## RECORDS PROVIDED
'''

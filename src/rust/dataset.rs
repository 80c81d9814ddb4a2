//! Labeled image manifests for the pollen dataset.
//!
//! A dataset partition is described by `<folder>/<set_name>.csv`: a header
//! line followed by `<image-path>,<label-name>` rows. Image paths are
//! relative to the dataset folder and label names are looked up in the fixed
//! [`CLASS_NAMES`] table.

use std::fs::File;
use std::io;
use std::io::BufReader;
use std::path::{Path, PathBuf};

use image::imageops::{self, FilterType};
use image::GrayImage;
use log::debug;
use ndarray::Array1;

/// Pollen classes, indexed by label. The last entry is the catch-all.
pub const CLASS_NAMES: [&str; 16] = [
    "alnus",
    "betula",
    "carpinus",
    "corylus",
    "cupressaceae",
    "fagus",
    "fraxinus",
    "picea",
    "pinus",
    "poaceae",
    "populus",
    "quercus",
    "salix",
    "tilia",
    "urticaceae",
    "unknown",
];

/// Standard image size of the pollen dataset (width, height).
pub const DEFAULT_IMAGE_SIZE: (u32, u32) = (128, 128);

#[derive(Debug, thiserror::Error)]
pub enum DatasetError {
    #[error("could not open {}: {source}", .path.display())]
    Io {
        path: PathBuf,
        #[source]
        source: io::Error,
    },
    #[error("malformed manifest {}: {source}", .path.display())]
    Csv {
        path: PathBuf,
        #[source]
        source: csv::Error,
    },
    #[error("class name \"{0}\" not found in the class table")]
    UnknownLabel(String),
    #[error("label {0} is not a valid class index")]
    InvalidLabel(i32),
    #[error("sample index {index} is out of range for a dataset of {len} samples")]
    IndexOutOfRange { index: usize, len: usize },
    #[error("could not read image {}: {source}", .path.display())]
    Image {
        path: PathBuf,
        #[source]
        source: image::ImageError,
    },
    #[error("image {} is empty", .0.display())]
    EmptyImage(PathBuf),
    #[error("got {predictions} predicted labels for {samples} samples")]
    PredictionCount { predictions: usize, samples: usize },
}

/// Returns the class index of `name`. Matching is exact and case-sensitive.
pub fn class_label(name: &str) -> Result<i32, DatasetError> {
    CLASS_NAMES
        .iter()
        .position(|&class| class == name)
        .map(|index| index as i32)
        .ok_or_else(|| DatasetError::UnknownLabel(name.to_string()))
}

pub fn class_name(label: i32) -> Result<&'static str, DatasetError> {
    usize::try_from(label)
        .ok()
        .and_then(|index| CLASS_NAMES.get(index).copied())
        .ok_or(DatasetError::InvalidLabel(label))
}

/// One image reference and its class label.
#[derive(Debug, Clone, PartialEq, Eq)]
pub struct Sample {
    path: PathBuf,
    label: i32,
}

impl Sample {
    pub fn new(path: impl Into<PathBuf>, label: i32) -> Result<Self, DatasetError> {
        class_name(label)?;
        Ok(Self {
            path: path.into(),
            label,
        })
    }

    pub fn path(&self) -> &Path {
        &self.path
    }

    pub fn label(&self) -> i32 {
        self.label
    }
}

/// An ordered, read-only list of samples. Images are decoded on demand.
#[derive(Debug, Clone)]
pub struct Dataset {
    samples: Vec<Sample>,
    image_size: Option<(u32, u32)>,
}

impl Dataset {
    /// Loads the manifest `<folder>/<set_name>.csv`.
    pub fn load(folder: impl AsRef<Path>, set_name: &str) -> Result<Self, DatasetError> {
        let folder = folder.as_ref();
        let manifest = folder.join(format!("{set_name}.csv"));
        Self::from_manifest(&manifest, folder)
    }

    /// Parses a manifest file, resolving image paths against `folder`.
    pub fn from_manifest(manifest: &Path, folder: &Path) -> Result<Self, DatasetError> {
        let file = File::open(manifest).map_err(|source| DatasetError::Io {
            path: manifest.to_path_buf(),
            source,
        })?;
        let mut reader = csv::ReaderBuilder::new()
            .has_headers(true)
            .flexible(true)
            .trim(csv::Trim::All)
            .from_reader(BufReader::new(file));

        let mut samples = Vec::new();
        for record in reader.records() {
            let record = record.map_err(|source| DatasetError::Csv {
                path: manifest.to_path_buf(),
                source,
            })?;
            if record.len() < 2 {
                continue;
            }
            let last = record.len() - 1;
            let label = &record[last];
            // A path with unquoted commas is split across fields; glue it back.
            let image = record
                .iter()
                .take(last)
                .collect::<Vec<_>>()
                .join(",");
            let image = image.trim_matches('"');
            if image.is_empty() || label.is_empty() {
                continue;
            }
            samples.push(Sample::new(folder.join(image), class_label(label)?)?);
        }

        debug!("Loaded {} samples from {:?}", samples.len(), manifest);
        Ok(Self::from_samples(samples))
    }

    pub fn from_samples(samples: Vec<Sample>) -> Self {
        Self {
            samples,
            image_size: Some(DEFAULT_IMAGE_SIZE),
        }
    }

    /// Sets the size every decoded image is resized to. `None` keeps the
    /// native size of each image file.
    pub fn with_image_size(mut self, image_size: Option<(u32, u32)>) -> Self {
        self.image_size = image_size;
        self
    }

    pub fn image_size(&self) -> Option<(u32, u32)> {
        self.image_size
    }

    pub fn len(&self) -> usize {
        self.samples.len()
    }

    pub fn is_empty(&self) -> bool {
        self.samples.is_empty()
    }

    pub fn samples(&self) -> &[Sample] {
        &self.samples
    }

    pub fn sample(&self, index: usize) -> Result<&Sample, DatasetError> {
        self.samples.get(index).ok_or(DatasetError::IndexOutOfRange {
            index,
            len: self.samples.len(),
        })
    }

    pub fn labels(&self) -> Array1<i32> {
        self.samples.iter().map(Sample::label).collect()
    }

    /// Decodes the image of sample `index` as 8-bit grayscale.
    pub fn load_image(&self, index: usize) -> Result<GrayImage, DatasetError> {
        load_grey_image(self.sample(index)?.path(), self.image_size)
    }
}

/// Decodes `path` as an 8-bit grayscale image, resizing it when `size` is
/// given and differs from the decoded dimensions.
pub fn load_grey_image(path: &Path, size: Option<(u32, u32)>) -> Result<GrayImage, DatasetError> {
    let image = image::open(path)
        .map_err(|source| DatasetError::Image {
            path: path.to_path_buf(),
            source,
        })?
        .to_luma8();
    if image.width() == 0 || image.height() == 0 {
        return Err(DatasetError::EmptyImage(path.to_path_buf()));
    }
    match size {
        Some((width, height)) if image.dimensions() != (width, height) => {
            Ok(imageops::resize(&image, width, height, FilterType::Triangle))
        }
        _ => Ok(image),
    }
}

/// Writes one `<image-basename>,<class-name>` row per sample.
///
/// `header` is written first when given, e.g. `&["sample", "species"]`.
pub fn save_predictions(
    dataset: &Dataset,
    predicted_labels: &Array1<i32>,
    path: impl AsRef<Path>,
    header: Option<&[&str]>,
) -> Result<(), DatasetError> {
    let path = path.as_ref();
    if predicted_labels.len() != dataset.len() {
        return Err(DatasetError::PredictionCount {
            predictions: predicted_labels.len(),
            samples: dataset.len(),
        });
    }
    let names = predicted_labels
        .iter()
        .map(|&label| class_name(label))
        .collect::<Result<Vec<_>, _>>()?;
    let csv_err = |source: csv::Error| DatasetError::Csv {
        path: path.to_path_buf(),
        source,
    };

    let mut writer = csv::WriterBuilder::new()
        .has_headers(false)
        .from_path(path)
        .map_err(csv_err)?;
    if let Some(header) = header {
        writer.write_record(header).map_err(csv_err)?;
    }
    for (sample, name) in dataset.samples().iter().zip(names) {
        let basename = sample
            .path()
            .file_name()
            .map(|name| name.to_string_lossy().into_owned())
            .unwrap_or_default();
        writer
            .write_record([basename.as_str(), name])
            .map_err(csv_err)?;
    }
    writer.flush().map_err(|source| DatasetError::Io {
        path: path.to_path_buf(),
        source,
    })?;
    Ok(())
}
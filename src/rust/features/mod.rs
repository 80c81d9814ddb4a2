//! Feature extractors: turn one grayscale image into one feature vector.
//!
//! Every extractor implements [`FeatureExtractor`] and is identified by a
//! [`FeatureId`]. The registry ([`create`], [`create_by_id`],
//! [`create_from_file`]) is the only place that maps ids to concrete types.
//!
//! Adding an extractor means adding a `FeatureId` variant and one arm in
//! [`create`]; nothing else dispatches on the id.

use std::fmt;
use std::path::Path;

use image::GrayImage;
use ndarray::Array1;

use crate::dataset::Dataset;
use crate::model_file::{ModelFile, FEATURE_ID_TAG, FEATURE_PARAMS_TAG};

mod batch;
mod error;
pub mod gray_levels;
pub mod lbp;
pub mod mean_stddev;
mod registry;

pub use batch::{extract_features, extract_features_with};
pub use error::FeatureError;
pub use gray_levels::{normalized_grey_levels, GreyLevels};
pub use lbp::LbpHistogram;
pub use mean_stddev::MeanStdDevGreyLevels;
pub use registry::{create, create_by_id, create_from_file, create_from_model_file, feature_ids};

/// Type discriminator of a feature extractor, persisted as an integer.
#[derive(Debug, Clone, Copy, PartialEq, Eq, Hash)]
pub enum FeatureId {
    GreyLevels = 0,
    MeanStdDevGreyLevels = 1,
    LbpHistogram = 2,
}

impl FeatureId {
    /// Every registered extractor, in id order.
    pub const ALL: [FeatureId; 3] = [
        FeatureId::GreyLevels,
        FeatureId::MeanStdDevGreyLevels,
        FeatureId::LbpHistogram,
    ];

    pub fn from_id(id: i64) -> Result<Self, FeatureError> {
        Self::ALL
            .into_iter()
            .find(|feature| feature.id() == id)
            .ok_or(FeatureError::UnknownId(id))
    }

    pub fn id(self) -> i64 {
        self as i64
    }
}

impl fmt::Display for FeatureId {
    fn fmt(&self, f: &mut fmt::Formatter<'_>) -> fmt::Result {
        write!(f, "{}", self.id())
    }
}

/// State shared by every extractor: its discriminator and parameter list.
#[derive(Debug, Clone, PartialEq)]
pub struct ExtractorBase {
    id: FeatureId,
    params: Vec<f32>,
}

impl ExtractorBase {
    pub fn new(id: FeatureId, default_params: Vec<f32>) -> Self {
        Self {
            id,
            params: default_params,
        }
    }
}

/// The extractor contract.
///
/// Implementors provide [`base`](FeatureExtractor::base), the descriptive
/// strings and [`extract`](FeatureExtractor::extract). Extractors that must
/// be fitted override [`train`](FeatureExtractor::train) and persist what
/// they learned through [`save_state`](FeatureExtractor::save_state) and
/// [`load_state`](FeatureExtractor::load_state), using their own
/// `feature_<variant>_*` tags.
pub trait FeatureExtractor: fmt::Debug {
    fn base(&self) -> &ExtractorBase;

    fn base_mut(&mut self) -> &mut ExtractorBase;

    fn name(&self) -> &'static str;

    /// Describes the extractor and its parameters.
    fn help(&self) -> &'static str;

    /// Extracts a non-empty feature vector from a non-empty image.
    ///
    /// For a fixed configuration every image of the same size yields a
    /// vector of the same length.
    fn extract(&self, image: &GrayImage) -> Result<Array1<f32>, FeatureError>;

    fn feature_id(&self) -> FeatureId {
        self.base().id
    }

    fn params(&self) -> &[f32] {
        &self.base().params
    }

    /// Replaces the parameter list. An empty list keeps the current one.
    fn set_params(&mut self, params: &[f32]) {
        if !params.is_empty() {
            self.base_mut().params = params.to_vec();
        }
    }

    fn train(&mut self, _dataset: &Dataset) -> Result<(), FeatureError> {
        Ok(())
    }

    fn save_state(&self, _file: &mut ModelFile) -> Result<(), FeatureError> {
        Ok(())
    }

    fn load_state(&mut self, _file: &ModelFile) -> Result<(), FeatureError> {
        Ok(())
    }

    /// Writes the id, the parameters and any trained state into `file`.
    fn save(&self, file: &mut ModelFile) -> Result<(), FeatureError> {
        file.set_int(FEATURE_ID_TAG, self.feature_id().id());
        file.set_floats(FEATURE_PARAMS_TAG, self.params());
        self.save_state(file)
    }

    /// Restores parameters and trained state from `file`.
    ///
    /// Fails without touching `self` if the stored id belongs to another
    /// extractor or a required tag is missing.
    fn load(&mut self, file: &ModelFile) -> Result<(), FeatureError> {
        let found = file.get_int(FEATURE_ID_TAG)?;
        let expected = self.feature_id().id();
        if found != expected {
            return Err(FeatureError::TypeMismatch { expected, found });
        }
        let params = file.get_floats(FEATURE_PARAMS_TAG)?;
        self.load_state(file)?;
        self.base_mut().params = params;
        Ok(())
    }

    /// Appends this extractor's tags to the model file at `path`.
    fn save_model(&self, path: &Path) -> Result<(), FeatureError> {
        let mut file = ModelFile::new();
        self.save(&mut file)?;
        file.append_to(path)?;
        Ok(())
    }

    fn load_model(&mut self, path: &Path) -> Result<(), FeatureError> {
        let file = ModelFile::open(path)?;
        self.load(&file)
    }
}

/// Rejects images an extractor cannot work on.
pub(crate) fn check_image(image: &GrayImage) -> Result<(), FeatureError> {
    if image.width() == 0 || image.height() == 0 {
        return Err(FeatureError::InvalidImage(format!(
            "empty image ({}x{})",
            image.width(),
            image.height()
        )));
    }
    Ok(())
}

/// Parses a parameter list written as `v1:v2:...` or `v1 v2 ...`.
///
/// NaN and infinities are rejected: the model file cannot hold them.
pub fn parse_params(text: &str) -> Result<Vec<f32>, FeatureError> {
    text.split(|c: char| c == ':' || c.is_whitespace())
        .filter(|token| !token.is_empty())
        .map(|token| {
            token
                .parse::<f32>()
                .ok()
                .filter(|value| value.is_finite())
                .ok_or_else(|| FeatureError::InvalidParams(format!("'{token}' is not a finite number")))
        })
        .collect()
}

/// Displays a parameter list as `[ v1 v2 ... ]`.
pub struct Params<'a>(pub &'a [f32]);

impl fmt::Display for Params<'_> {
    fn fmt(&self, f: &mut fmt::Formatter<'_>) -> fmt::Result {
        write!(f, "[")?;
        for value in self.0 {
            write!(f, " {value}")?;
        }
        write!(f, " ]")
    }
}
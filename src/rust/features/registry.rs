use std::path::Path;

use log::debug;

use super::{
    FeatureError, FeatureExtractor, FeatureId, GreyLevels, LbpHistogram, MeanStdDevGreyLevels,
};
use crate::model_file::{ModelFile, FEATURE_ID_TAG};

/// Builds a default-configured extractor of the given kind.
pub fn create(id: FeatureId) -> Box<dyn FeatureExtractor> {
    match id {
        FeatureId::GreyLevels => Box::new(GreyLevels::new()),
        FeatureId::MeanStdDevGreyLevels => Box::new(MeanStdDevGreyLevels::new()),
        FeatureId::LbpHistogram => Box::new(LbpHistogram::new()),
    }
}

/// Builds an extractor from its persisted integer discriminator.
///
/// # Arguments
/// * `id` - The discriminator, as stored under the `feature_id` tag
///
/// # Returns
/// * `Result<Box<dyn FeatureExtractor>, FeatureError>` - The extractor, or
///   `UnknownId` when no extractor is registered under `id`
pub fn create_by_id(id: i64) -> Result<Box<dyn FeatureExtractor>, FeatureError> {
    Ok(create(FeatureId::from_id(id)?))
}

/// Reconstructs the extractor stored in the model file at `path`.
pub fn create_from_file(path: impl AsRef<Path>) -> Result<Box<dyn FeatureExtractor>, FeatureError> {
    let path = path.as_ref();
    let file = ModelFile::open(path)?;
    let extractor = create_from_model_file(&file)?;
    debug!("Loaded feature extractor {} from {:?}", extractor.feature_id(), path);
    Ok(extractor)
}

/// Reconstructs an extractor from already parsed model file fields.
pub fn create_from_model_file(file: &ModelFile) -> Result<Box<dyn FeatureExtractor>, FeatureError> {
    let mut extractor = create_by_id(file.get_int(FEATURE_ID_TAG)?)?;
    extractor.load(file)?;
    Ok(extractor)
}

/// Every registered extractor in its default configuration, in id order.
pub fn feature_ids() -> impl Iterator<Item = (FeatureId, Box<dyn FeatureExtractor>)> {
    FeatureId::ALL.into_iter().map(|id| (id, create(id)))
}
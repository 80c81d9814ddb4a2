use std::path::{Path, PathBuf};
use std::time::{Instant, SystemTime, UNIX_EPOCH};

use anyhow::{Context, Result};
use clap::{Args, Parser, Subcommand};
use log::{error, info};
use ndarray::{Array1, Array2};

use pollen_classifier::classifier::{RTreesParams, SvmKernel, SvmParams};
use pollen_classifier::features::{self, feature_ids, parse_params, Params};
use pollen_classifier::metrics::{
    accuracy, confusion_matrix, final_score, mean_recognition_rate, recognition_rates, size_in_mb,
    size_score,
};
use pollen_classifier::{
    load_model, model_file_size, predict_labels, save_predictions, train_classifier,
    ClassifierKind, ClassifierParams, Dataset, ExtractionConfig, FeatureExtractor, FeatureId,
    MissingSamplePolicy, ModelRecord, StatModel, CLASS_NAMES,
};

#[derive(Parser)]
#[command(author, version, about = "Train and test pollen grain image classifiers", long_about = None)]
struct Cli {
    #[command(subcommand)]
    command: Command,
}

#[derive(Subcommand)]
enum Command {
    /// Train a classifier and save it, with its feature extractor, to a model file
    Train(TrainArgs),
    /// Predict the labels of a dataset partition with a saved model
    Test(TestArgs),
    /// List the available feature extractors
    ListFeatures,
    /// Print the class table
    Labels,
}

#[derive(Args)]
struct TrainArgs {
    /// Path to the dataset
    dataset: PathBuf,
    /// Filename to save the model
    model: PathBuf,
    /// Random seed. 0 means use the current time
    #[arg(long, default_value_t = 0)]
    rseed: u64,
    /// Feature extractor id
    #[arg(long = "f-id", default_value_t = 0)]
    f_id: i64,
    /// Feature extractor parameters, as <value>[:<value>...]
    #[arg(long = "f-params", default_value = "")]
    f_params: String,
    /// Also save the trained feature extractor to this file
    #[arg(long = "f-save-model")]
    f_save_model: Option<PathBuf>,
    /// Load a pre-trained feature extractor instead of training one
    #[arg(long = "f-load-model")]
    f_load_model: Option<PathBuf>,
    /// Classifier: 0 K-NN, 1 SVM, 2 RTrees
    #[arg(long, default_value_t = 0)]
    clf: i64,
    /// Parameter K for K-NN
    #[arg(long = "knn-k", default_value_t = 1)]
    knn_k: usize,
    /// Parameter C for SVM
    #[arg(long = "svm-c", default_value_t = 1.0)]
    svm_c: f32,
    /// SVM kernel: 0 Linear, 1 Poly, 2 RBF, 3 Sigmoid, 4 Chi2, 5 Inter
    #[arg(long = "svm-k", default_value_t = 0)]
    svm_k: i64,
    /// Degree of the SVM polynomial kernel
    #[arg(long = "svm-d", default_value_t = 3.0)]
    svm_d: f32,
    /// Gamma of the SVM kernels
    #[arg(long = "svm-g", default_value_t = 1.0)]
    svm_g: f32,
    /// Features sampled per RTrees node. 0 means sqrt(number of features)
    #[arg(long = "rtrees-v", default_value_t = 0)]
    rtrees_v: usize,
    /// Maximum number of trees
    #[arg(long = "rtrees-t", default_value_t = 50)]
    rtrees_t: usize,
    /// Out-of-bag error at which no more trees are added
    #[arg(long = "rtrees-e", default_value_t = 0.1)]
    rtrees_e: f32,
    /// Dataset partition used for training
    #[arg(long = "train-set", default_value = "train")]
    train_set: String,
    /// Dataset partition used for validation
    #[arg(long = "valid-set", default_value = "valid")]
    valid_set: String,
    /// Fail instead of zero-filling samples whose image cannot be read
    #[arg(long = "abort-on-missing")]
    abort_on_missing: bool,
}

#[derive(Args)]
struct TestArgs {
    /// Path to the dataset
    dataset: PathBuf,
    /// Partition to use (train, valid, train_total, test)
    set: String,
    /// Model filename to test
    model: PathBuf,
    /// Filename where the predictions are saved
    predictions: PathBuf,
    /// Only compute the test labels, without metrics
    #[arg(short = 't')]
    only_labels: bool,
}

impl TrainArgs {
    fn classifier_params(&self) -> Result<ClassifierParams> {
        Ok(ClassifierParams {
            kind: ClassifierKind::from_id(self.clf)?,
            knn_k: self.knn_k,
            svm: SvmParams {
                kernel: SvmKernel::from_id(self.svm_k)?,
                c: self.svm_c,
                degree: self.svm_d,
                gamma: self.svm_g,
                ..SvmParams::default()
            },
            rtrees: RTreesParams {
                active_vars: self.rtrees_v,
                max_trees: self.rtrees_t,
                oob_epsilon: self.rtrees_e,
                ..RTreesParams::default()
            },
        })
    }

    fn extraction_config(&self) -> ExtractionConfig {
        let policy = if self.abort_on_missing {
            MissingSamplePolicy::Abort
        } else {
            MissingSamplePolicy::ZeroFill
        };
        ExtractionConfig::default().with_missing_sample_policy(policy)
    }
}

fn main() {
    env_logger::Builder::from_env(env_logger::Env::default().default_filter_or("info")).init();
    let cli = Cli::parse();

    let result = match cli.command {
        Command::Train(args) => train(&args),
        Command::Test(args) => test(&args),
        Command::ListFeatures => {
            list_features();
            Ok(())
        }
        Command::Labels => {
            for (label, name) in CLASS_NAMES.iter().enumerate() {
                println!("{label:>2} {name}");
            }
            Ok(())
        }
    };

    if let Err(err) = result {
        error!("{err:#}");
        eprintln!("Error: {err:#}");
        std::process::exit(1);
    }
}

fn list_features() {
    for (id, extractor) in feature_ids() {
        println!("Id: {} Name: {}", id, extractor.name());
        println!("{}", extractor.help());
        println!("  Default params: {}", Params(extractor.params()));
        println!();
    }
}

fn effective_seed(seed: u64) -> u64 {
    if seed != 0 {
        return seed;
    }
    SystemTime::now()
        .duration_since(UNIX_EPOCH)
        .map(|elapsed| elapsed.as_secs())
        .unwrap_or(1)
}

fn train(args: &TrainArgs) -> Result<()> {
    let start_time = Instant::now();
    let seed = effective_seed(args.rseed);
    println!("Set the random seed to: {seed}");

    let train_dataset = Dataset::load(&args.dataset, &args.train_set).with_context(|| {
        format!("could not load train set [{}] from {:?}", args.train_set, args.dataset)
    })?;
    println!("Train partition with {} samples.", train_dataset.len());
    let valid_dataset = Dataset::load(&args.dataset, &args.valid_set).with_context(|| {
        format!("could not load validation set [{}] from {:?}", args.valid_set, args.dataset)
    })?;
    println!("Validation partition with {} samples.", valid_dataset.len());

    let extractor = prepare_extractor(args, &train_dataset)?;

    let config = args.extraction_config();
    let (train_features, train_labels) =
        pollen_classifier::extract_features_with(&train_dataset, extractor.as_ref(), &config)
            .context("could not extract features from the train partition")?;
    println!(
        "Extracted features vector dimension: 1x{}",
        train_features.ncols()
    );
    let validation = if valid_dataset.is_empty() {
        None
    } else {
        Some(
            pollen_classifier::extract_features_with(&valid_dataset, extractor.as_ref(), &config)
                .context("could not extract features from the validation partition")?,
        )
    };

    let params = args.classifier_params()?;
    let mut classifier = params.build(seed)?;
    train_classifier(classifier.as_mut(), train_features.view(), train_labels.view())?;

    let mut acc = evaluate(classifier.as_ref(), &train_features, &train_labels)?;
    println!("Training accuracy: {acc}");
    if let Some((valid_features, valid_labels)) = &validation {
        acc = evaluate(classifier.as_ref(), valid_features, valid_labels)?;
        println!("Validation accuracy: {acc}");
    }

    println!("Saving the model to {:?}.", args.model);
    ModelRecord::new(classifier.as_ref(), extractor.as_ref())
        .with_random_seed(seed)
        .save(&args.model)
        .with_context(|| format!("could not save the model to {:?}", args.model))?;

    report_size(&args.model, f64::from(acc), "Predicted final score")?;
    info!("Training finished in {:.2?}", start_time.elapsed());
    Ok(())
}

fn prepare_extractor(args: &TrainArgs, train_dataset: &Dataset) -> Result<Box<dyn FeatureExtractor>> {
    let mut extractor = features::create(FeatureId::from_id(args.f_id)?);
    println!("Feature extractor: {}", extractor.name());
    match &args.f_load_model {
        Some(path) => {
            extractor.load_model(path).with_context(|| {
                format!("could not load the feature extractor model from {path:?}")
            })?;
            println!("Loaded pre-trained feature extractor from {path:?}");
        }
        None => {
            extractor.set_params(&parse_params(&args.f_params)?);
            println!("Feature extractor params: {}", Params(extractor.params()));
            extractor
                .train(train_dataset)
                .context("could not train the feature extractor")?;
        }
    }
    if let Some(path) = &args.f_save_model {
        extractor.save_model(path).with_context(|| {
            format!("could not save the feature extractor model to {path:?}")
        })?;
        println!("Saved the trained feature extractor to {path:?}");
    }
    Ok(extractor)
}

fn evaluate(classifier: &dyn StatModel, features: &Array2<f32>, labels: &Array1<i32>) -> Result<f32> {
    let predicted = predict_labels(classifier, features.view())?;
    let matrix = confusion_matrix(labels.view(), predicted.view(), CLASS_NAMES.len())?;
    Ok(accuracy(matrix.view())?)
}

fn report_size(model: &Path, acc: f64, label: &str) -> Result<()> {
    let bytes = model_file_size(model).with_context(|| format!("could not open the file {model:?}"))?;
    let size_mb = size_in_mb(bytes);
    let score = size_score(size_mb);
    println!("Model size: {size_mb} Mb.");
    println!("Size score max(0.0, 1.0-(model_size_mb/dataset_size_mb)) = {score}");
    println!(
        "{label} 2*(acc*size_score)/(acc+size_score) = {}",
        final_score(acc, score)
    );
    Ok(())
}

fn test(args: &TestArgs) -> Result<()> {
    let dataset = Dataset::load(&args.dataset, &args.set).with_context(|| {
        format!("could not load set [{}] from {:?}", args.set, args.dataset)
    })?;
    println!("Test data with {} samples.", dataset.len());

    let model = load_model(&args.model)
        .with_context(|| format!("could not load the model from {:?}", args.model))?;
    println!("Classifier: {}", model.classifier.describe());
    println!("Feature extractor: {}", model.extractor.name());
    println!("Feature extractor params: {}", Params(model.extractor.params()));
    if let Some(seed) = model.random_seed {
        info!("Model was trained with random seed {seed}");
    }

    let (features, labels) = pollen_classifier::extract_features(&dataset, model.extractor.as_ref())?;
    let predicted = predict_labels(model.classifier.as_ref(), features.view())?;
    save_predictions(&dataset, &predicted, &args.predictions, Some(&["sample", "species"][..]))
        .with_context(|| format!("could not save predictions to {:?}", args.predictions))?;
    println!("Saved predictions to {:?}", args.predictions);
    if args.only_labels {
        return Ok(());
    }

    let matrix = confusion_matrix(labels.view(), predicted.view(), CLASS_NAMES.len())?;
    let rates = recognition_rates(matrix.view())?;
    println!("Recognition rate per class:");
    for (name, rate) in CLASS_NAMES.iter().zip(rates.iter()) {
        println!("  {name:>14}: {rate:.4}");
    }
    let acc = accuracy(matrix.view())?;
    println!("Mean recognition rate: {}", mean_recognition_rate(rates.view()));
    println!("Accuracy: {acc}");
    report_size(&args.model, f64::from(acc), "Test final score")
}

'''

## WHAT THE TASK ASKS
Within the lines above, find those holding the word "SvmKernel" and copy them.

## TASK RESPONSE
use pollen_classifier::classifier::{RTreesParams, SvmKernel, SvmParams};
                kernel: SvmKernel::from_id(self.svm_k)?,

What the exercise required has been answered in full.